Iglesia hoy. Entre Jerusalén y Atenas
autor: Massimo Camisasca
fecha: 2012-05-09
fuente: Tra Gerusalemme e Atene
traducción: Juan Carlos Gómez Echeverry

"Vayan por todo el mundo", (Mc 16,15). Éstas han sido las últimas palabras de Jesús, la síntesis de la razón por la cual ha venido sobre la tierra. El Hijo de Dios tomó carne para manifestarse como la salvación de cada hombre. Pero durante su vida terrenal no pudo alcanzar a cada viviente sobre la faz de la tierra. Y aunque los hubiera alcanzado, faltarían todas las generaciones futuras. Por esto Él ha querido la Iglesia. La misión de la Iglesia es una sola: hacer conocer a cada persona a Jesús como salvador. Ser la contemporaneidad de Jesús en cada época de la historia.
Hacer conocer a Jesús no es decir simplemente que Él ha existido. Hace falta presentarlo interesante para la vida de las personas y de las naciones. Hace falta presentarlo en la lengua de cada pueblo. Hace falta llegar hasta los corazones de los hombres. Ésta ha sido, de manera inmediata, la tarea de los apóstoles. Después de la Ascensión, se han alejado de Jerusalén y han alcanzado los diversos puntos de la tierra conocida en ese entonces. Algunos han ido a Egipto, otros a España, Francia, Italia, a Etiopía, e incluso hasta la India.

Caterina Emmerich narra, en sus Visiones, que, al momento de la muerte de María, antes de su Asunción al cielo, cada uno de los doce apóstoles salió de viaje, desde las regiones lejanas o vecinas en que se encontraba, y llegaron a Éfeso. Se habían alejado geográficamente de la tierra en la que Jesús había aparecido, pero no se habían alejado realmente el uno del otro. Cada uno llevaba consigo la memoria viva de aquello que había vivido con Jesús, con la certeza que Él había resucitado, estaba vivo, y estaba presente.
Desde el principio el cristianismo ha sido pues una realidad viviente. Jesús a través de los suyos se ha encontrado con los pueblos y ha empezado a hablar las lenguas de todo el mundo: no sólo el arameo, el griego y el latín (como testimonia la frase puesta sobre la cruz), sino también el siríaco, el copto… desde el principio se ha presentado una tensión, que anima permanentemente cada experiencia misionera: ¿qué aspectos de la cultura de un pueblo, de su historia, de sus valores que constituyen el alma de aquella realidad étnica, tiene que ser salvado y custodiado por el cristianismo? ¿Qué cosa, por el contrario, debe ser contestado, y en últimas relegado en cuanto inhumano y, por tanto, en contraste con la vida que Jesús ha traído?
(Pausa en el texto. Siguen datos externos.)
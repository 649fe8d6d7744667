//! An unbalanced BST over `i32` keys. Every node is exclusively owned by its parent's child slot
//! and the root is owned by the [`OrderedTree`], so there is no reference counting and no parent
//! pointer anywhere.
//!
//! All of the walks down the tree are loops rather than recursion. Nothing here rebalances, so
//! inserting keys in sorted order produces a tree shaped like a linked list and a recursive walk
//! would be bounded by the call stack instead of the heap.
//!
//! # Examples
//!
//! ```
//! use ordtree::OrderedTree;
//!
//! let mut tree = OrderedTree::new();
//!
//! // Nothing in here yet.
//! assert!(!tree.search(1));
//!
//! tree.insert(1);
//! assert!(tree.search(1));
//!
//! // Inserting the same key again is ignored.
//! tree.insert(1);
//! assert_eq!(tree.len(), 1);
//!
//! tree.delete(1);
//! assert!(!tree.search(1));
//! ```

use std::cmp::Ordering;
use std::fmt;

use tracing::debug;

use crate::traversal::{Order, Traversal};

/// A child slot. `None` is the empty position at the bottom of a subtree.
pub(crate) type Link = Option<Box<Node>>;

pub(crate) struct Node {
    pub(crate) key: i32,
    pub(crate) left: Link,
    pub(crate) right: Link,
}

impl Node {
    fn new_boxed(key: i32) -> Box<Self> {
        Box::new(Self {
            key,
            left: None,
            right: None,
        })
    }
}

/// A Binary Search Tree of distinct `i32` keys. This can be used for inserting, searching and
/// deleting keys, and for walking them in any of the three depth-first orders.
///
/// For every node, all keys in its left subtree are smaller than its own key and all keys in its
/// right subtree are larger.
#[derive(Default)]
pub struct OrderedTree {
    root: Link,
    len: usize,
}

impl Drop for OrderedTree {
    fn drop(&mut self) {
        self.clear();
    }
}

impl fmt::Debug for OrderedTree {
    fn fmt(&self, f: &mut fmt::Formatter<'_>) -> fmt::Result {
        f.debug_set().entries(self.traverse(Order::In)).finish()
    }
}

impl FromIterator<i32> for OrderedTree {
    fn from_iter<I: IntoIterator<Item = i32>>(iter: I) -> Self {
        let mut tree = Self::new();
        tree.extend(iter);
        tree
    }
}

impl Extend<i32> for OrderedTree {
    fn extend<I: IntoIterator<Item = i32>>(&mut self, iter: I) {
        for key in iter {
            self.insert(key);
        }
    }
}

impl OrderedTree {
    /// Generate a new, empty `OrderedTree`.
    pub fn new() -> Self {
        Self { root: None, len: 0 }
    }

    /// The number of keys stored in the tree.
    pub fn len(&self) -> usize {
        self.len
    }

    /// Whether the tree holds no keys at all.
    pub fn is_empty(&self) -> bool {
        self.root.is_none()
    }

    /// The number of nodes on the longest path from the root down to a leaf. An empty tree has a
    /// height of 0 and a single node has a height of 1.
    pub fn height(&self) -> usize {
        let mut height = 0;
        let mut level: Vec<&Node> = self.root.as_deref().into_iter().collect();
        while !level.is_empty() {
            height += 1;
            level = level
                .iter()
                .flat_map(|node| [node.left.as_deref(), node.right.as_deref()])
                .flatten()
                .collect();
        }
        height
    }

    /// Inserts `key` into the tree. If the key is already present the tree is left untouched.
    ///
    /// # Examples
    ///
    /// ```
    /// use ordtree::OrderedTree;
    ///
    /// let mut tree = OrderedTree::new();
    /// tree.insert(2);
    /// tree.insert(1);
    /// tree.insert(2);
    ///
    /// assert_eq!(tree.in_order(), vec![1, 2]);
    /// ```
    pub fn insert(&mut self, key: i32) {
        let slot = seek(&mut self.root, key);
        if slot.is_some() {
            debug!(key, "duplicate key ignored");
            return;
        }

        *slot = Some(Node::new_boxed(key));
        self.len += 1;
        debug!(key, len = self.len, "attached new node");
    }

    /// Whether a node with `key` exists in the tree.
    ///
    /// # Examples
    ///
    /// ```
    /// use ordtree::OrderedTree;
    ///
    /// let tree: OrderedTree = [5, 3, 8].into_iter().collect();
    ///
    /// assert!(tree.search(3));
    /// assert!(!tree.search(42));
    /// ```
    pub fn search(&self, key: i32) -> bool {
        let mut current = self.root.as_deref();
        while let Some(node) = current {
            current = match key.cmp(&node.key) {
                Ordering::Less => node.left.as_deref(),
                Ordering::Equal => return true,
                Ordering::Greater => node.right.as_deref(),
            };
        }
        false
    }

    /// Deletes the node holding `key`. If the tree does not contain the key, nothing happens.
    ///
    /// A node with two children is not unlinked itself. Instead it takes the key of its in-order
    /// successor (the smallest key in its right subtree) and the successor's original node is
    /// deleted from the right subtree.
    ///
    /// # Examples
    ///
    /// ```
    /// use ordtree::OrderedTree;
    ///
    /// let mut tree: OrderedTree = [5, 3, 8, 7, 9].into_iter().collect();
    /// tree.delete(5);
    ///
    /// assert!(!tree.search(5));
    /// assert_eq!(tree.pre_order(), vec![7, 3, 8, 9]);
    /// ```
    pub fn delete(&mut self, key: i32) {
        if unlink(&mut self.root, key) {
            self.len -= 1;
        }
    }

    /// Returns an iterator over the keys in the given depth-first `order`. Calling this again
    /// restarts the walk from the root.
    pub fn traverse(&self, order: Order) -> Traversal<'_> {
        Traversal::new(self.root.as_deref(), order, self.len)
    }

    /// Collects the keys in ascending order.
    pub fn in_order(&self) -> Vec<i32> {
        self.traverse(Order::In).collect()
    }

    /// Collects the keys with every node before its subtrees.
    pub fn pre_order(&self) -> Vec<i32> {
        self.traverse(Order::Pre).collect()
    }

    /// Collects the keys with every node after its subtrees.
    pub fn post_order(&self) -> Vec<i32> {
        self.traverse(Order::Post).collect()
    }

    /// Removes every key. Nodes are released one at a time off an explicit stack so dropping a
    /// very deep tree can't overflow the call stack.
    pub fn clear(&mut self) {
        let mut pending: Vec<Box<Node>> = self.root.take().into_iter().collect();
        while let Some(mut node) = pending.pop() {
            pending.extend(node.left.take());
            pending.extend(node.right.take());
        }
        self.len = 0;
    }
}

/// Walks down from `slot` and returns the slot holding `key`. If `key` isn't in the subtree,
/// this is the empty slot where it would be attached.
fn seek(mut slot: &mut Link, key: i32) -> &mut Link {
    loop {
        let ordering = slot.as_deref().map(|node| key.cmp(&node.key));
        match (ordering, slot) {
            (Some(Ordering::Less), Some(node)) => slot = &mut node.left,
            (Some(Ordering::Greater), Some(node)) => slot = &mut node.right,
            (_, found) => return found,
        }
    }
}

/// Deletes `key` from the subtree in `slot`, returning whether a node was removed.
fn unlink(slot: &mut Link, key: i32) -> bool {
    let slot = seek(slot, key);
    let Some(mut target) = slot.take() else {
        return false;
    };

    match (target.left.take(), target.right.take()) {
        (None, right) => {
            debug!(key, "deleting node without a left child");
            *slot = right;
        }
        (left, None) => {
            debug!(key, "deleting node without a right child");
            *slot = left;
        }
        (Some(left), Some(right)) => {
            let successor = min_value(&right);
            debug!(key, successor, "deleting node with two children");

            target.key = successor;
            target.left = Some(left);
            target.right = Some(right);
            // The successor has no left child so this takes one of the simple branches above.
            unlink(&mut target.right, successor);
            *slot = Some(target);
        }
    }
    true
}

/// The smallest key in the subtree rooted at `node`.
fn min_value(mut node: &Node) -> i32 {
    while let Some(left) = node.left.as_deref() {
        node = left;
    }
    node.key
}
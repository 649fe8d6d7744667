//! Depth-first walks over an [`OrderedTree`][crate::OrderedTree].
//!
//! A [`Traversal`] is lazy. It keeps its own stack of pending work on the heap, so it holds at
//! most a few entries per level of the tree and never recurses.
//!
//! # Examples
//!
//! ```
//! use ordtree::{Order, OrderedTree};
//!
//! let tree: OrderedTree = [2, 1, 3].into_iter().collect();
//!
//! assert_eq!(tree.traverse(Order::Pre).collect::<Vec<_>>(), vec![2, 1, 3]);
//! assert_eq!(tree.traverse(Order::In).collect::<Vec<_>>(), vec![1, 2, 3]);
//! assert_eq!(tree.traverse(Order::Post).collect::<Vec<_>>(), vec![1, 3, 2]);
//! ```

use std::fmt;
use std::iter::FusedIterator;
use std::str::FromStr;

use crate::error::InputError;
use crate::tree::Node;

/// The order in which a [`Traversal`] yields the keys of each subtree.
#[derive(Copy, Clone, Debug, PartialEq, Eq, Hash)]
pub enum Order {
    /// The node, then its left subtree, then its right subtree.
    Pre,
    /// The left subtree, then the node, then the right subtree. Keys come out ascending.
    In,
    /// The left subtree, then the right subtree, then the node.
    Post,
}

impl Order {
    /// All three orders, in the order the menu lists them.
    pub const ALL: [Order; 3] = [Order::In, Order::Pre, Order::Post];
}

impl fmt::Display for Order {
    fn fmt(&self, f: &mut fmt::Formatter<'_>) -> fmt::Result {
        f.write_str(match self {
            Self::Pre => "pre-order",
            Self::In => "in-order",
            Self::Post => "post-order",
        })
    }
}

impl FromStr for Order {
    type Err = InputError;

    /// Accepts `pre`, `in` and `post`, optionally followed by `order` or `-order`, in any case.
    fn from_str(s: &str) -> Result<Self, Self::Err> {
        let name = s.trim().to_ascii_lowercase();
        let stem = name
            .strip_suffix("order")
            .map(|stem| stem.strip_suffix('-').unwrap_or(stem))
            .unwrap_or(name.as_str());
        match stem {
            "pre" => Ok(Self::Pre),
            "in" => Ok(Self::In),
            "post" => Ok(Self::Post),
            _ => Err(InputError::UnknownOrder(s.to_string())),
        }
    }
}

enum Step<'a> {
    /// A subtree that hasn't been expanded yet.
    Descend(&'a Node),
    /// A key that is next in line once everything above it on the stack has been yielded.
    Emit(i32),
}

/// An iterator over the keys of a tree in a depth-first [`Order`]. Created by
/// [`OrderedTree::traverse`][crate::OrderedTree::traverse].
pub struct Traversal<'a> {
    order: Order,
    stack: Vec<Step<'a>>,
    remaining: usize,
}

impl<'a> Traversal<'a> {
    pub(crate) fn new(root: Option<&'a Node>, order: Order, len: usize) -> Self {
        Self {
            order,
            stack: root.map(Step::Descend).into_iter().collect(),
            remaining: len,
        }
    }

    /// The order this traversal yields keys in.
    pub fn order(&self) -> Order {
        self.order
    }

    /// Replaces a subtree on the stack with its key and children. They are pushed in the reverse
    /// of the order they should be visited since the stack pops from the back.
    fn expand(&mut self, node: &'a Node) {
        let left = node.left.as_deref().map(Step::Descend);
        let right = node.right.as_deref().map(Step::Descend);
        let key = Some(Step::Emit(node.key));

        let steps = match self.order {
            Order::Pre => [right, left, key],
            Order::In => [right, key, left],
            Order::Post => [key, right, left],
        };
        self.stack.extend(steps.into_iter().flatten());
    }
}

impl Iterator for Traversal<'_> {
    type Item = i32;

    fn next(&mut self) -> Option<i32> {
        loop {
            match self.stack.pop()? {
                Step::Emit(key) => {
                    self.remaining -= 1;
                    return Some(key);
                }
                Step::Descend(node) => self.expand(node),
            }
        }
    }

    fn size_hint(&self) -> (usize, Option<usize>) {
        (self.remaining, Some(self.remaining))
    }
}

impl ExactSizeIterator for Traversal<'_> {}

impl FusedIterator for Traversal<'_> {}
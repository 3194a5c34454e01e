/// Error types for configuration and collection
pub mod error;

/// Log events, kinds and severities
pub mod events;

/// Severity mapping and message parsing
pub mod classify;

/// Forwarding decision and live configuration
pub mod forwarder;

/// Crash-reporting backend interface and implementations
pub mod notifier;

/// Process-wide log stream and its feeds
pub mod stream;

/// Reporter lifecycle
pub mod reporter;

/// Configuration management
pub mod config;

/// Text log collectors
pub mod collectors;

// Re-export commonly used types
pub use error::{CollectorError, ConfigError, ParseSeverityError};
pub use events::{ErrorReport, LogEvent, LogKind, Severity};
pub use forwarder::{ConfigHandle, Forwarder, ForwardingConfig};
pub use notifier::Notifier;
pub use reporter::{LifecycleState, Reporter};
pub use stream::{LogStream, LogSubscriber};
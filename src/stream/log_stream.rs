use crate::events::LogEvent;
use log::debug;
use std::sync::{Arc, Mutex, OnceLock, PoisonError};

/// Receiver of log events from a [`LogStream`]
pub trait LogSubscriber: Send + Sync {
    /// Handle one emitted event
    fn on_log(&self, event: &LogEvent);
}

impl<F> LogSubscriber for F
where
    F: Fn(&LogEvent) + Send + Sync,
{
    fn on_log(&self, event: &LogEvent) {
        self(event)
    }
}

/// Log stream with a single subscriber slot
///
/// Subscribing replaces whatever was subscribed before (last registration
/// wins) and unsubscribing an empty slot is a no-op. Events are delivered
/// synchronously on the emitting thread; the slot lock is released before
/// the subscriber runs, so subscribers may re-enter the stream.
#[derive(Default)]
pub struct LogStream {
    subscriber: Mutex<Option<Arc<dyn LogSubscriber>>>,
}

static GLOBAL_STREAM: OnceLock<Arc<LogStream>> = OnceLock::new();

impl LogStream {
    /// Create an empty stream
    pub fn new() -> Self {
        Self::default()
    }

    /// The process-wide stream fed by the log bridge and the panic hook
    pub fn global() -> Arc<LogStream> {
        Arc::clone(GLOBAL_STREAM.get_or_init(|| Arc::new(LogStream::new())))
    }

    /// Install `subscriber`, returning the one it replaced
    pub fn subscribe(&self, subscriber: Arc<dyn LogSubscriber>) -> Option<Arc<dyn LogSubscriber>> {
        let previous = self.slot().replace(subscriber);
        if previous.is_some() {
            debug!("Replaced existing log stream subscriber");
        }
        previous
    }

    /// Remove the current subscriber, if any
    pub fn unsubscribe(&self) -> Option<Arc<dyn LogSubscriber>> {
        self.slot().take()
    }

    /// Remove the current subscriber only if it is `subscriber`
    ///
    /// Returns `true` when the slot held `subscriber` and is now empty.
    pub fn unsubscribe_if(&self, subscriber: &Arc<dyn LogSubscriber>) -> bool {
        let mut slot = self.slot();
        match slot.as_ref() {
            Some(current) if same_subscriber(current, subscriber) => {
                *slot = None;
                true
            }
            _ => false,
        }
    }

    /// Whether a subscriber is installed
    pub fn has_subscriber(&self) -> bool {
        self.slot().is_some()
    }

    /// Whether `subscriber` is the one currently installed
    pub fn is_subscribed(&self, subscriber: &Arc<dyn LogSubscriber>) -> bool {
        self.slot()
            .as_ref()
            .is_some_and(|current| same_subscriber(current, subscriber))
    }

    /// Deliver `event` to the current subscriber
    ///
    /// Returns `true` if a subscriber received the event.
    pub fn emit(&self, event: &LogEvent) -> bool {
        let subscriber = self.slot().clone();
        match subscriber {
            Some(subscriber) => {
                subscriber.on_log(event);
                true
            }
            None => false,
        }
    }

    fn slot(&self) -> std::sync::MutexGuard<'_, Option<Arc<dyn LogSubscriber>>> {
        self.subscriber.lock().unwrap_or_else(PoisonError::into_inner)
    }
}

/// Compare by data pointer only; vtable pointers are not guaranteed unique
fn same_subscriber(a: &Arc<dyn LogSubscriber>, b: &Arc<dyn LogSubscriber>) -> bool {
    std::ptr::addr_eq(Arc::as_ptr(a), Arc::as_ptr(b))
}

#[cfg(test)]
mod tests {
    use super::*;
    use crate::events::LogKind;
    use std::sync::atomic::{AtomicUsize, Ordering};

    fn counter() -> (Arc<AtomicUsize>, Arc<dyn LogSubscriber>) {
        let count = Arc::new(AtomicUsize::new(0));
        let seen = Arc::clone(&count);
        let subscriber: Arc<dyn LogSubscriber> = Arc::new(move |_: &LogEvent| {
            seen.fetch_add(1, Ordering::SeqCst);
        });
        (count, subscriber)
    }

    fn event() -> LogEvent {
        LogEvent::new("hello", "", LogKind::Log)
    }

    #[test]
    fn test_emit_without_subscriber() {
        let stream = LogStream::new();
        assert!(!stream.emit(&event()));
    }

    #[test]
    fn test_subscribe_replaces_previous() {
        let stream = LogStream::new();
        let (first_count, first) = counter();
        let (second_count, second) = counter();

        assert!(stream.subscribe(Arc::clone(&first)).is_none());
        let replaced = stream.subscribe(Arc::clone(&second));
        assert!(replaced.is_some_and(|r| same_subscriber(&r, &first)));

        assert!(stream.emit(&event()));
        assert_eq!(first_count.load(Ordering::SeqCst), 0);
        assert_eq!(second_count.load(Ordering::SeqCst), 1);
    }

    #[test]
    fn test_resubscribing_same_subscriber_delivers_once() {
        let stream = LogStream::new();
        let (count, subscriber) = counter();

        stream.subscribe(Arc::clone(&subscriber));
        stream.subscribe(Arc::clone(&subscriber));
        stream.emit(&event());

        assert_eq!(count.load(Ordering::SeqCst), 1);
    }

    #[test]
    fn test_unsubscribe_is_idempotent() {
        let stream = LogStream::new();
        let (_, subscriber) = counter();
        stream.subscribe(subscriber);

        assert!(stream.unsubscribe().is_some());
        assert!(stream.unsubscribe().is_none());
        assert!(!stream.has_subscriber());
    }

    #[test]
    fn test_unsubscribe_if_leaves_other_subscribers() {
        let stream = LogStream::new();
        let (_, first) = counter();
        let (_, second) = counter();
        stream.subscribe(Arc::clone(&second));

        assert!(!stream.unsubscribe_if(&first));
        assert!(stream.is_subscribed(&second));

        assert!(stream.unsubscribe_if(&second));
        assert!(!stream.has_subscriber());
    }

    #[test]
    fn test_subscriber_may_reenter_stream() {
        let stream = Arc::new(LogStream::new());
        let inner = Arc::clone(&stream);
        let subscriber: Arc<dyn LogSubscriber> = Arc::new(move |_: &LogEvent| {
            // Would deadlock if the slot lock were held during delivery
            assert!(inner.has_subscriber());
        });
        stream.subscribe(subscriber);
        assert!(stream.emit(&event()));
    }

    #[test]
    fn test_global_stream_is_shared() {
        assert!(Arc::ptr_eq(&LogStream::global(), &LogStream::global()));
    }
}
Qué salvar, qué dejar: he aquí toda la dinámica de la misión. Ha habido momentos en la historia de la Iglesia en que se ha subrayado principalmente el segundo aspecto. Es decir, momentos, en los cuales la Iglesia ha oído fuertemente la necesidad de la polémica con lo que no pertenecía a su rostro. "¿Qué relación puede haber entre Jerusalén y Atenas"? se preguntaban algunos apologetas del II siglo. Por el contrario, en otros momentos, los cristianos han sentido más importante subrayar la realidad del diálogo, la asunción de cuanto de positivo o presuntamente como tal estaba en las culturas y en la experiencia de los pueblos. Es lo que hemos vivido sobre todo en los últimos cincuenta años, en los cuales la Iglesia ha corrido el riesgo de olvidar, en muchos de sus exponentes, la urgencia de la misión. ¿Si lo que se vive en las otras religiones, o también en los hombres sin fe, ya es salvación, qué necesidad hay de anunciar a Cristo? Esta ha sido (no la última) la causa de la crisis de muchos institutos misioneros.
Juan Pablo II ha trabajado para superar esta crisis. El corazón de su obra es la encíclica Redemptoris missio, que constituye el "manifiesto" misionero de la Iglesia para el nuevo milenio. No tenemos nosotros que decidir ciertamente cómo los hombres puedan ser alcanzados por el Espíritu de Dios: no es una cuestión de justicia, sino más bien de caridad, es decir de pasión. El origen de la misión es algo que tiene a que ver con la pasión: es una alegría, una plenitud, una sobreabundancia.